Vince Vaughn DA sits to my right… a tall, lanky fella who eats like a 15-year-old going through a growth spurt. He’s our class clown - a charmer who is unable to stop with the wisecracks and stories.
Across from me sits Eor-DA… so called for his lethargic pace, as well as his sparing, dry and often cheerless conversation. Eor-DA, however, is probably the funniest guy on our crew. When he does say something, it's often the driest, wittiest thing I hear all day. He was a librarian of all things back in Denver.

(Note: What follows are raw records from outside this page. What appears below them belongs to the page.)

use anyhow::Result;
use regex::bytes::{Captures, Regex};
use std::collections::{BTreeMap, HashMap};
use std::fs;
use std::path::{Path, PathBuf};
use tracing::{debug, info, warn};

use crate::ledger::ChangeLedger;
use crate::review::ApprovalSet;
use crate::words;
use crate::SnakifyError;

#[derive(Debug, Clone, PartialEq, Eq)]
pub struct Rename {
    pub original: String,
    pub proposed: String,
}

/// Whole-word substitution of several renames in a single pass.
///
/// Every match is replaced exactly once, so a proposed spelling is never
/// matched again by another rename. Content is handled as bytes, so files
/// that are not valid UTF-8 keep their other bytes untouched.
pub struct Renamer {
    pattern: Regex,
    replacements: HashMap<Vec<u8>, Vec<u8>>,
}

impl Renamer {
    pub fn new(renames: &[Rename]) -> Result<Option<Self>, SnakifyError> {
        if renames.is_empty() {
            return Ok(None);
        }
        let pattern =
            words::whole_word_bytes_pattern(renames.iter().map(|r| r.original.as_str()))?;
        let replacements = renames
            .iter()
            .map(|r| (r.original.as_bytes().to_vec(), r.proposed.as_bytes().to_vec()))
            .collect();
        Ok(Some(Self {
            pattern,
            replacements,
        }))
    }

    /// Returns the rewritten content and the number of replacements made, or
    /// `None` when nothing matched.
    pub fn apply(&self, content: &[u8]) -> Option<(Vec<u8>, usize)> {
        let mut count = 0;
        let rewritten = self.pattern.replace_all(content, |caps: &Captures| {
            let matched = &caps[0];
            count += 1;
            self.replacements
                .get(matched)
                .cloned()
                .unwrap_or_else(|| matched.to_vec())
        });
        if count == 0 {
            None
        } else {
            Some((rewritten.into_owned(), count))
        }
    }
}

/// Applies `renames` to `content` as whole-word replacements in one pass.
pub fn apply_renames(content: &[u8], renames: &[Rename]) -> Result<Option<(Vec<u8>, usize)>> {
    Ok(Renamer::new(renames)?.and_then(|renamer| renamer.apply(content)))
}

/// Approved renames grouped by the files they were found in.
#[derive(Debug, Default)]
pub struct RewritePlan {
    files: BTreeMap<PathBuf, Vec<Rename>>,
}

impl RewritePlan {
    pub fn new(ledger: &ChangeLedger, approvals: &ApprovalSet) -> Self {
        let mut files: BTreeMap<PathBuf, Vec<Rename>> = BTreeMap::new();
        for (original, proposed) in approvals {
            let Some(record) = ledger.get(original) else {
                warn!("Approved identifier {} is not in the ledger", original);
                continue;
            };
            for file in record.files() {
                files.entry(file.to_path_buf()).or_default().push(Rename {
                    original: original.clone(),
                    proposed: proposed.clone(),
                });
            }
        }
        Self { files }
    }

    pub fn len(&self) -> usize {
        self.files.len()
    }

    pub fn is_empty(&self) -> bool {
        self.files.is_empty()
    }

    pub fn files(&self) -> impl Iterator<Item = (&Path, &[Rename])> {
        self.files.iter().map(|(p, r)| (p.as_path(), r.as_slice()))
    }

    pub fn renames_for(&self, file: &Path) -> Option<&[Rename]> {
        self.files.get(file).map(Vec::as_slice)
    }
}

#[derive(Debug, Default)]
pub struct RewriteReport {
    pub files_updated: usize,
    pub files_unchanged: usize,
    pub replacements: usize,
    pub failures: Vec<(PathBuf, String)>,
}

/// Rewrites every file in `plan` in place.
pub fn apply_plan(plan: &RewritePlan, dry_run: bool) -> RewriteReport {
    apply_plan_with_preview(plan, dry_run, |_, _, _| {})
}

/// Rewrites every file in `plan`, calling `preview` with the old and new
/// content of each file before it is written. Preview text is decoded
/// lossily; the file itself is rewritten byte for byte.
///
/// Each file is re-read from disk, so edits made since scanning are kept.
/// Failures are recorded per file and never stop the remaining files.
pub fn apply_plan_with_preview<F>(
    plan: &RewritePlan,
    dry_run: bool,
    mut preview: F,
) -> RewriteReport
where
    F: FnMut(&Path, &str, &str),
{
    let mut report = RewriteReport::default();

    for (file, renames) in plan.files() {
        match rewrite_file(file, renames, dry_run, &mut preview) {
            Ok(Some(count)) => {
                report.files_updated += 1;
                report.replacements += count;
            }
            Ok(None) => {
                debug!("No remaining occurrences in {:?}", file);
                report.files_unchanged += 1;
            }
            Err(e) => {
                warn!("Failed to update {:?}: {}", file, e);
                report.failures.push((file.to_path_buf(), e.to_string()));
            }
        }
    }

    info!(
        "Rewrite complete: {} files updated, {} replacements, {} failures",
        report.files_updated,
        report.replacements,
        report.failures.len()
    );

    report
}

fn rewrite_file<F>(
    file: &Path,
    renames: &[Rename],
    dry_run: bool,
    preview: &mut F,
) -> Result<Option<usize>, SnakifyError>
where
    F: FnMut(&Path, &str, &str),
{
    let content = fs::read(file)?;
    let Some((rewritten, count)) = Renamer::new(renames)?.and_then(|r| r.apply(&content)) else {
        return Ok(None);
    };

    preview(
        file,
        &String::from_utf8_lossy(&content),
        &String::from_utf8_lossy(&rewritten),
    );

    if dry_run {
        info!("Would update {:?} ({} replacements)", file, count);
    } else {
        fs::write(file, rewritten)?;
        info!("Updated {:?} ({} replacements)", file, count);
    }

    Ok(Some(count))
}

#[cfg(test)]
mod tests {
    use super::*;
    use crate::ledger::Occurrence;

    fn rename(original: &str, proposed: &str) -> Rename {
        Rename {
            original: original.to_string(),
            proposed: proposed.to_string(),
        }
    }

    fn rewrite(content: &str, renames: &[Rename]) -> Option<(String, usize)> {
        apply_renames(content.as_bytes(), renames)
            .unwrap()
            .map(|(bytes, count)| (String::from_utf8(bytes).unwrap(), count))
    }

    #[test]
    fn test_whole_word_replacement() {
        let renames = [rename("foo", "bar")];
        let (result, count) = rewrite("foo fooBar myFoo foo_x (foo)", &renames).unwrap();
        assert_eq!(result, "bar fooBar myFoo foo_x (bar)");
        assert_eq!(count, 2);
    }

    #[test]
    fn test_multiple_occurrences_on_one_line() {
        let renames = [rename("myVar", "my_var")];
        let (result, count) = rewrite("myVar = myVar + myVar;\n", &renames).unwrap();
        assert_eq!(result, "my_var = my_var + my_var;\n");
        assert_eq!(count, 3);
    }

    #[test]
    fn test_no_chained_substitution() {
        // The output of the first rename is the input of the second.
        let renames = [rename("fooBar", "bazQux"), rename("bazQux", "baz_qux")];
        let (result, _) = rewrite("fooBar bazQux", &renames).unwrap();
        assert_eq!(result, "bazQux baz_qux");
    }

    #[test]
    fn test_no_match_returns_none() {
        let renames = [rename("myVar", "my_var")];
        assert!(rewrite("nothing here myVariable", &renames).is_none());
        assert!(rewrite("myVar", &[]).is_none());
    }

    #[test]
    fn test_invalid_utf8_bytes_are_preserved() {
        let renames = [rename("myVar", "my_var")];
        let (result, count) = apply_renames(b"// caf\xe9\nvar myVar = 1;\n", &renames)
            .unwrap()
            .unwrap();
        assert_eq!(result, b"// caf\xe9\nvar my_var = 1;\n".to_vec());
        assert_eq!(count, 1);
    }

    #[test]
    fn test_plan_groups_by_file() {
        let mut ledger = ChangeLedger::new();
        let occ = || {
            vec![Occurrence {
                line_number: 1,
                text: String::new(),
            }]
        };
        ledger.record("myVar", "my_var", Path::new("a.js"), occ());
        ledger.record("myVar", "my_var", Path::new("b.js"), occ());
        ledger.record("otherVar", "other_var", Path::new("a.js"), occ());

        let mut approvals = ApprovalSet::new();
        approvals.insert("myVar".to_string(), "my_var".to_string());
        approvals.insert("otherVar".to_string(), "other_var".to_string());

        let plan = RewritePlan::new(&ledger, &approvals);
        assert_eq!(plan.len(), 2);
        assert_eq!(plan.renames_for(Path::new("a.js")).unwrap().len(), 2);
        assert_eq!(
            plan.renames_for(Path::new("b.js")).unwrap(),
            &[rename("myVar", "my_var")]
        );
    }

    #[test]
    fn test_plan_only_includes_approved() {
        let mut ledger = ChangeLedger::new();
        let occ = vec![Occurrence {
            line_number: 1,
            text: String::new(),
        }];
        ledger.record("otherVar", "other_var", Path::new("a.js"), occ);

        let plan = RewritePlan::new(&ledger, &ApprovalSet::new());
        assert!(plan.is_empty());
    }
}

To my left sits Kastanza-DA, who, physically, has really no resemblance to my favorite Seinfeld character. Yes, he is small, but he’s a skinny 22-year-old… not quite the short, quirky, bald man. He’s also from Louisiana, so the nasally Kastanza voice is laced with a Southern accent. All that said, Kastanza-DA personifies Jerry’s angry friend George to a ‘T’. How someone can be so funny and amusing while at the same time so irritable, neurotic, and self-involved… I’ll never know.
These guys all got here in August for something called Winfly. During Winfly, a small crew from each department comes in and takes over for the group that wintered over. Today they are sharing stories about times during the Winfly months when they were written up for some sort of deviant behavior.
Kastanza-DA chimes in with his story…
“’ey, TIM…” He has a way of over emphasizing the person’s name who he is addressing. “…so I never got written up for this, but I thought I would be.” Eor-DA and Vince Vaughn-DA already start chuckling because they know which story is coming.
“…well, you know them bug-juices, right?” By bug-juice he is referring to Galley jargon for the various Kool-Aid type beverages we serve. We have fruit punch, orange, lemonade, cherry, and lime…
“Yup,” I reply.
“A’ight, well, I’m sittin’ there one day and I’m supposed to mix up all the bug juices, you know? I do it and all… it’s my favorite thing… don’t have to talk to anyone for two-hours… just stand in the back and mix my bug juice.” He’s slumped in his chair, looking at me through squinty eyes.
“So I come in the next mornin’ and the cooks and Mary (a supervisor) come grab me right away. They take me back to the bug-juice cooler and they ask me, ‘Did you mix the lime bug-juice yesterday?’ and I’m like ‘Yeah I did… what the hell?’ Well, maybe I didn’t say ‘hell,’ but…”
“So they’re like, ‘Can you show us how you made the lime bug juice?’ and I’m like, ‘Sure, whatever.’ So I grabs the packet of lime bug-juice powder off the shelf and I’m tell ‘em ‘I took two of these packets like I’m supposed to, then I added 5 gallons of water, and mixed.’”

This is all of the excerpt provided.